→ What is required
Show all lines below holding the string "CompileError".

=====

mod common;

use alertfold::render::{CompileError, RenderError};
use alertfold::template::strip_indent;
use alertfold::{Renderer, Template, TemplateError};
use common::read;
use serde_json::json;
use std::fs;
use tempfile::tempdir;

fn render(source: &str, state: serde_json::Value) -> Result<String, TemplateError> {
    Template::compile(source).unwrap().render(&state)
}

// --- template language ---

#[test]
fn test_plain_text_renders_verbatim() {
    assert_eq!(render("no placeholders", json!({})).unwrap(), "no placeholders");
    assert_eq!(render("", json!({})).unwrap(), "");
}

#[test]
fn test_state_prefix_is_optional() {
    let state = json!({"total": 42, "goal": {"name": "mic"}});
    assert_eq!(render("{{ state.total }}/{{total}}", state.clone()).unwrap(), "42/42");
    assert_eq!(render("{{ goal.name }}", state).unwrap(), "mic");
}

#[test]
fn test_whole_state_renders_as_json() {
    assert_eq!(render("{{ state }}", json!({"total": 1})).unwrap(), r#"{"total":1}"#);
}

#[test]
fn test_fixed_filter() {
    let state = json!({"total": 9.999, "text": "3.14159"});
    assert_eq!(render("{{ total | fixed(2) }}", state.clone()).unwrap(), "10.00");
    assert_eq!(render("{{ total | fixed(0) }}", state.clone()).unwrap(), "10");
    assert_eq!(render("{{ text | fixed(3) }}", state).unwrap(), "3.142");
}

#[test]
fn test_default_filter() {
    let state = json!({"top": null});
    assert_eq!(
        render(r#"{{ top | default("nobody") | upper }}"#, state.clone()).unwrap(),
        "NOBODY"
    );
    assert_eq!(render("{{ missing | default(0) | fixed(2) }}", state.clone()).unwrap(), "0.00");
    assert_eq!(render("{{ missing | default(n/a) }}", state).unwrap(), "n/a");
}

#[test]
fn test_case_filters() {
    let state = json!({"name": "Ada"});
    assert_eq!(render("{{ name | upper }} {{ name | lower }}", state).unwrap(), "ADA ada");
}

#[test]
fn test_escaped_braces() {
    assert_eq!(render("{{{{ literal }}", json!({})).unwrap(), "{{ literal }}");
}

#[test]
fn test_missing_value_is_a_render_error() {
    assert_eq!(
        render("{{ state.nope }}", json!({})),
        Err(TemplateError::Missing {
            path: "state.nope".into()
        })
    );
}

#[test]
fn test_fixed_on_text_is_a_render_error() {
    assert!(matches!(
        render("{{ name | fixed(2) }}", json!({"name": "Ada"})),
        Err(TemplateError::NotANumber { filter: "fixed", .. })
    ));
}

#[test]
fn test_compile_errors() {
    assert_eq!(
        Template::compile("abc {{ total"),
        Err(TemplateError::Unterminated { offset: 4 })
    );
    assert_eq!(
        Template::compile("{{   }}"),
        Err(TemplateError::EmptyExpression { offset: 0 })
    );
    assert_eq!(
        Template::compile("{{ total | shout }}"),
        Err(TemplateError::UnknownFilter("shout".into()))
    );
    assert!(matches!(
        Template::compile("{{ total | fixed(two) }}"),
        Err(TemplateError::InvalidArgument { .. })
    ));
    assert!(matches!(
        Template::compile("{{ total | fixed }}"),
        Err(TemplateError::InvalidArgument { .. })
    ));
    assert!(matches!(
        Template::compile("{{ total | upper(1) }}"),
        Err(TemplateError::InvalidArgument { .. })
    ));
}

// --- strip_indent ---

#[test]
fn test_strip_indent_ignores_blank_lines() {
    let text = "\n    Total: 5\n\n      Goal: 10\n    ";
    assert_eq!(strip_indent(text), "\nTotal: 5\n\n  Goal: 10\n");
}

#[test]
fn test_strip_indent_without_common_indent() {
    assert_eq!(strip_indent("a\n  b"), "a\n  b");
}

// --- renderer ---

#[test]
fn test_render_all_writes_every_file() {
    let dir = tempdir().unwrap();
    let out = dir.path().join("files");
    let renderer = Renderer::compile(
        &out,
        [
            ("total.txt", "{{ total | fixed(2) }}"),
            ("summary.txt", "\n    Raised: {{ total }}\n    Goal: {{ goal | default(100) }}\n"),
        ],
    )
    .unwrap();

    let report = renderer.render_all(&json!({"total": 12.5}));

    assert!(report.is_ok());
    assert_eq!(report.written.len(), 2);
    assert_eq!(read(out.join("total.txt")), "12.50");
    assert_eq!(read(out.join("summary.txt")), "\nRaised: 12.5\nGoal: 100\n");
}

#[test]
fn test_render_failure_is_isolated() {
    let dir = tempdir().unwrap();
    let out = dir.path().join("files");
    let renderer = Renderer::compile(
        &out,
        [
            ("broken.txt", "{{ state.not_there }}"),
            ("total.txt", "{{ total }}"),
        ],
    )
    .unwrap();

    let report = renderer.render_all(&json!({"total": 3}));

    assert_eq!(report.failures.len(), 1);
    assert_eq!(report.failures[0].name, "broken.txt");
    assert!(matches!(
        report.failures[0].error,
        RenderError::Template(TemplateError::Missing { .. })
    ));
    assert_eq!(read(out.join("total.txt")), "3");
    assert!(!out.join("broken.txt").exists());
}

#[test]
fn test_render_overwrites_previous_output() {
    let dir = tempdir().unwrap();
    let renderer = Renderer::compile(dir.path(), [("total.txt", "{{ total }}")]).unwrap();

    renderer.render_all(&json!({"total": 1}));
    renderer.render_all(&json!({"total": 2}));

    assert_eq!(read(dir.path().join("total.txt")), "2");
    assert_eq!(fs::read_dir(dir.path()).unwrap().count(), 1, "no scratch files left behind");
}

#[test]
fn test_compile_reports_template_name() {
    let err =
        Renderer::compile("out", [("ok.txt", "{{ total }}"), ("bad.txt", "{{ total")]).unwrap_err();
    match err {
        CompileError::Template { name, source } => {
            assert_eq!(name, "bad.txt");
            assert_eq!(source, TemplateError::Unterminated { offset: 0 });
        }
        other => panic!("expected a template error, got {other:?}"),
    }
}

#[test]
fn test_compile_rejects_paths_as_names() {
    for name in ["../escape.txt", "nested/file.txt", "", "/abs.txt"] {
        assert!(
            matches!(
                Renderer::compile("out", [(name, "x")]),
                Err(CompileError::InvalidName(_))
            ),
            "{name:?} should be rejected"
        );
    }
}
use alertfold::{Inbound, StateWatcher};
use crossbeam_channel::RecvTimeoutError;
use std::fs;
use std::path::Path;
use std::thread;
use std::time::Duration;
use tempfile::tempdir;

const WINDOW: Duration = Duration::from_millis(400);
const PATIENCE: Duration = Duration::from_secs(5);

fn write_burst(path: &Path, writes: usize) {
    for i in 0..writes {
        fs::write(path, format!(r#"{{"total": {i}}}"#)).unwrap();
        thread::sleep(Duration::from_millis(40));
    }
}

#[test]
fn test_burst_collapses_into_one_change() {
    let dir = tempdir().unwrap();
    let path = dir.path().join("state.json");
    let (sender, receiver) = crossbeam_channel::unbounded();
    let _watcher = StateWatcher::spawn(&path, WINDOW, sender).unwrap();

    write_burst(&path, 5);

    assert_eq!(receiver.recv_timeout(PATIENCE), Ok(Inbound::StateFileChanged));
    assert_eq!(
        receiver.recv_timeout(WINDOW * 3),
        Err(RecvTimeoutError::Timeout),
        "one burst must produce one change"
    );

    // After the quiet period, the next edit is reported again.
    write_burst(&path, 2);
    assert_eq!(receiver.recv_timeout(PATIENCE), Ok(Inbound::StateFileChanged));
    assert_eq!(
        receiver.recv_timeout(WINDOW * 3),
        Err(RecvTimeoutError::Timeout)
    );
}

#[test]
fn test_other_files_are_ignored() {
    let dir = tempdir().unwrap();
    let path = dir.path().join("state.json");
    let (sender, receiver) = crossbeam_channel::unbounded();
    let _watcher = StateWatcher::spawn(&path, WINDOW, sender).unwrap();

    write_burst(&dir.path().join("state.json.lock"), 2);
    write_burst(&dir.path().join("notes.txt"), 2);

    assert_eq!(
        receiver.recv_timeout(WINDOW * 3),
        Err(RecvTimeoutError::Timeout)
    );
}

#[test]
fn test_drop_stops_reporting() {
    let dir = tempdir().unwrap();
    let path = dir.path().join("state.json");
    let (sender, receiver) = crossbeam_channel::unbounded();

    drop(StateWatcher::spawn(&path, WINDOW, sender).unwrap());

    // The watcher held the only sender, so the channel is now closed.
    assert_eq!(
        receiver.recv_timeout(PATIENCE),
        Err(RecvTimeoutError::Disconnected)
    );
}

=====

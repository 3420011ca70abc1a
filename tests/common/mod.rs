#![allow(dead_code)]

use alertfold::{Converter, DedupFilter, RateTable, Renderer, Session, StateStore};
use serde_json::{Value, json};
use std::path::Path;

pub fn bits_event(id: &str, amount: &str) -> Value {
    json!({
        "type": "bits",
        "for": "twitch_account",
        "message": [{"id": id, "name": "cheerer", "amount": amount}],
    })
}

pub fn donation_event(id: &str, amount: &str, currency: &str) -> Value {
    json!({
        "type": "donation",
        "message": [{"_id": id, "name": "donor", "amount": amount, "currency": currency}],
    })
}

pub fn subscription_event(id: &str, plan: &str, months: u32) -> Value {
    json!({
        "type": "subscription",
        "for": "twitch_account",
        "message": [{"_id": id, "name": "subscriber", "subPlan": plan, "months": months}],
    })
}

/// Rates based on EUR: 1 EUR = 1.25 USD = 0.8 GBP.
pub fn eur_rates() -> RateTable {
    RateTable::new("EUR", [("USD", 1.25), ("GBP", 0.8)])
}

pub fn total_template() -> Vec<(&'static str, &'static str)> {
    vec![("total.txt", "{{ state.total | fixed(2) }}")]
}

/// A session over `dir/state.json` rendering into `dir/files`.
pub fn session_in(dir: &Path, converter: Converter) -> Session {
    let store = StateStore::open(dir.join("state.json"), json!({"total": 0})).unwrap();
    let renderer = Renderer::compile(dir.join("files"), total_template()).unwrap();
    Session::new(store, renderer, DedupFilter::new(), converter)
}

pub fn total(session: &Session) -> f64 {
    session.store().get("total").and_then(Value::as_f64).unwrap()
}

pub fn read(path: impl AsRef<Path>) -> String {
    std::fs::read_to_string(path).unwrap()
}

=====

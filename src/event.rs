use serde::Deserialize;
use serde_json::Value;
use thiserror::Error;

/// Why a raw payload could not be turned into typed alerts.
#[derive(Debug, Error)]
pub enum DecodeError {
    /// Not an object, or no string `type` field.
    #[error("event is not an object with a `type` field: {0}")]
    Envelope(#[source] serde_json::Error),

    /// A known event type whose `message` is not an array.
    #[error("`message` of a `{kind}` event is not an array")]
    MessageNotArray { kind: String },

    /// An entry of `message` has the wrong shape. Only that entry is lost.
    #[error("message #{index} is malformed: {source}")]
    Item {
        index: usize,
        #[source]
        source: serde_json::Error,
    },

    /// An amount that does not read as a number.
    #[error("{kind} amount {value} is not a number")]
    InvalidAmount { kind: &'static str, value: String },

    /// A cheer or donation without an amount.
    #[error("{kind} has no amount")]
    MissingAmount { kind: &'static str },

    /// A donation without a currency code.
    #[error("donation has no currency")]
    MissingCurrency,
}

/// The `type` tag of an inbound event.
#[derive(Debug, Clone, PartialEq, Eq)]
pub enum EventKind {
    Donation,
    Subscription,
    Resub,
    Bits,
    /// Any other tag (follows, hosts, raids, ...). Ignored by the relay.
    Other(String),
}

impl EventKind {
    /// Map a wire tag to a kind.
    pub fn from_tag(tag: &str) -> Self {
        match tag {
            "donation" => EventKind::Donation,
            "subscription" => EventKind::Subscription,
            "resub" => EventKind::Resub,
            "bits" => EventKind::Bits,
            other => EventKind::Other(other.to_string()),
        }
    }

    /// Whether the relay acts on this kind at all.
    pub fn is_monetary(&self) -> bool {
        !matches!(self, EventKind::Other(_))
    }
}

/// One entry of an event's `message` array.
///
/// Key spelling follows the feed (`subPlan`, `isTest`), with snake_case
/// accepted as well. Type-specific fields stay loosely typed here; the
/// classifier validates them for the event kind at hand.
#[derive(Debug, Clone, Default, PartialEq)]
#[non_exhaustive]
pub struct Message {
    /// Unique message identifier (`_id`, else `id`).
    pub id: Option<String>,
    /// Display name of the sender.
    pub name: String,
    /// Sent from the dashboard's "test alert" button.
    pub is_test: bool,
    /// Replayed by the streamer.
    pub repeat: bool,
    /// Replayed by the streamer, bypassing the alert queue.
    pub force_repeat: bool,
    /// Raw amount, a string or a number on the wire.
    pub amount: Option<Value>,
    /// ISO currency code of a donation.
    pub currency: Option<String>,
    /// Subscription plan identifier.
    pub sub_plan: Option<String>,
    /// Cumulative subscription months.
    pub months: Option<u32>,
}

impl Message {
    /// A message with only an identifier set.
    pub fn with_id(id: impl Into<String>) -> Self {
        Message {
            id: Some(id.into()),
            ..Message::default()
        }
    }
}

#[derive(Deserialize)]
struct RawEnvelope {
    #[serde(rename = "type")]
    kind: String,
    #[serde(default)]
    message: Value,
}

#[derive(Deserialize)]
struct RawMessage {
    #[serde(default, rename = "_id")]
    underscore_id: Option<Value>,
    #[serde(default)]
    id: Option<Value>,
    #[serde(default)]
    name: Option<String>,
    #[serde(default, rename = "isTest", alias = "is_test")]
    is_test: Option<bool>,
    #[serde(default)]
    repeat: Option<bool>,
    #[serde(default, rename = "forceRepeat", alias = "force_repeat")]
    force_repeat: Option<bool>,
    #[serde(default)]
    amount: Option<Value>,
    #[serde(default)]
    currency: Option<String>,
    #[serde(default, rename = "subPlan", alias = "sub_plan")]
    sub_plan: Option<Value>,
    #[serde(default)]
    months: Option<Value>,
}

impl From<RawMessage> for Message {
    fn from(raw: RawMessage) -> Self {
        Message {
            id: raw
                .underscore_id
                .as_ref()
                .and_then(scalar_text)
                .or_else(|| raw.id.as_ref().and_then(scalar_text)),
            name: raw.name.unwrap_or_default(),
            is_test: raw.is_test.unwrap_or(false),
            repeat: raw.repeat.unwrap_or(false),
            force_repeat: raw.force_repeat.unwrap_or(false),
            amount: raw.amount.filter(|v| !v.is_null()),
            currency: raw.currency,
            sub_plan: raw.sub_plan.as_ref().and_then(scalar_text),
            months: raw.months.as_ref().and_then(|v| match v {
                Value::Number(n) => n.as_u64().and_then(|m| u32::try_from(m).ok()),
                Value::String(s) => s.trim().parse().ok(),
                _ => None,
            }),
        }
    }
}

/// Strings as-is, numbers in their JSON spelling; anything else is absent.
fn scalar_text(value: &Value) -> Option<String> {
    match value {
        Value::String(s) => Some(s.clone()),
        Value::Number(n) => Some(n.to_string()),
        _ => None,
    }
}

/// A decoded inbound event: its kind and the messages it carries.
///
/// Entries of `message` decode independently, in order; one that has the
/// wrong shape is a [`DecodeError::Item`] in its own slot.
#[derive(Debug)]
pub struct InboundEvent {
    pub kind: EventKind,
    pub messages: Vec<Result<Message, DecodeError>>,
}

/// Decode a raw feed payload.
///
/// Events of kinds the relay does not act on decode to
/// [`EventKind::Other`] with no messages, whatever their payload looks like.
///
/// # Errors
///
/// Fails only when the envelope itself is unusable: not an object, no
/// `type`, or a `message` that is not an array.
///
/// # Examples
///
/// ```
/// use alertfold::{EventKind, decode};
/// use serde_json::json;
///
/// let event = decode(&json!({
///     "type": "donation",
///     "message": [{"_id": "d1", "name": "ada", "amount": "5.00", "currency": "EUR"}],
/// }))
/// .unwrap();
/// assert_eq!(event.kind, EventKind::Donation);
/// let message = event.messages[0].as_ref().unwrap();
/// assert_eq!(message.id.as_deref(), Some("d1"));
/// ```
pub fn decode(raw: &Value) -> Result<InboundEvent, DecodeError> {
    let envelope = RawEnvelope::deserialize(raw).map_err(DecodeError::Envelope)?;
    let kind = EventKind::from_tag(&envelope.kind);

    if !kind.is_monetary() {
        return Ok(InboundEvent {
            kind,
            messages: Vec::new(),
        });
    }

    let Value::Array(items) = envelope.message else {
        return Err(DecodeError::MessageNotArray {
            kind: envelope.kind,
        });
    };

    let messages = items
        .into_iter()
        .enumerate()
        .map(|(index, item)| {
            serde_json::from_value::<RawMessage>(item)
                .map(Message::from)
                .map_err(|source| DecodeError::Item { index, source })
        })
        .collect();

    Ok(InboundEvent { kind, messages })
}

=====

→ Solution
use alertfold::render::{CompileError, RenderError};
        CompileError::Template { name, source } => {
                Err(CompileError::InvalidName(_))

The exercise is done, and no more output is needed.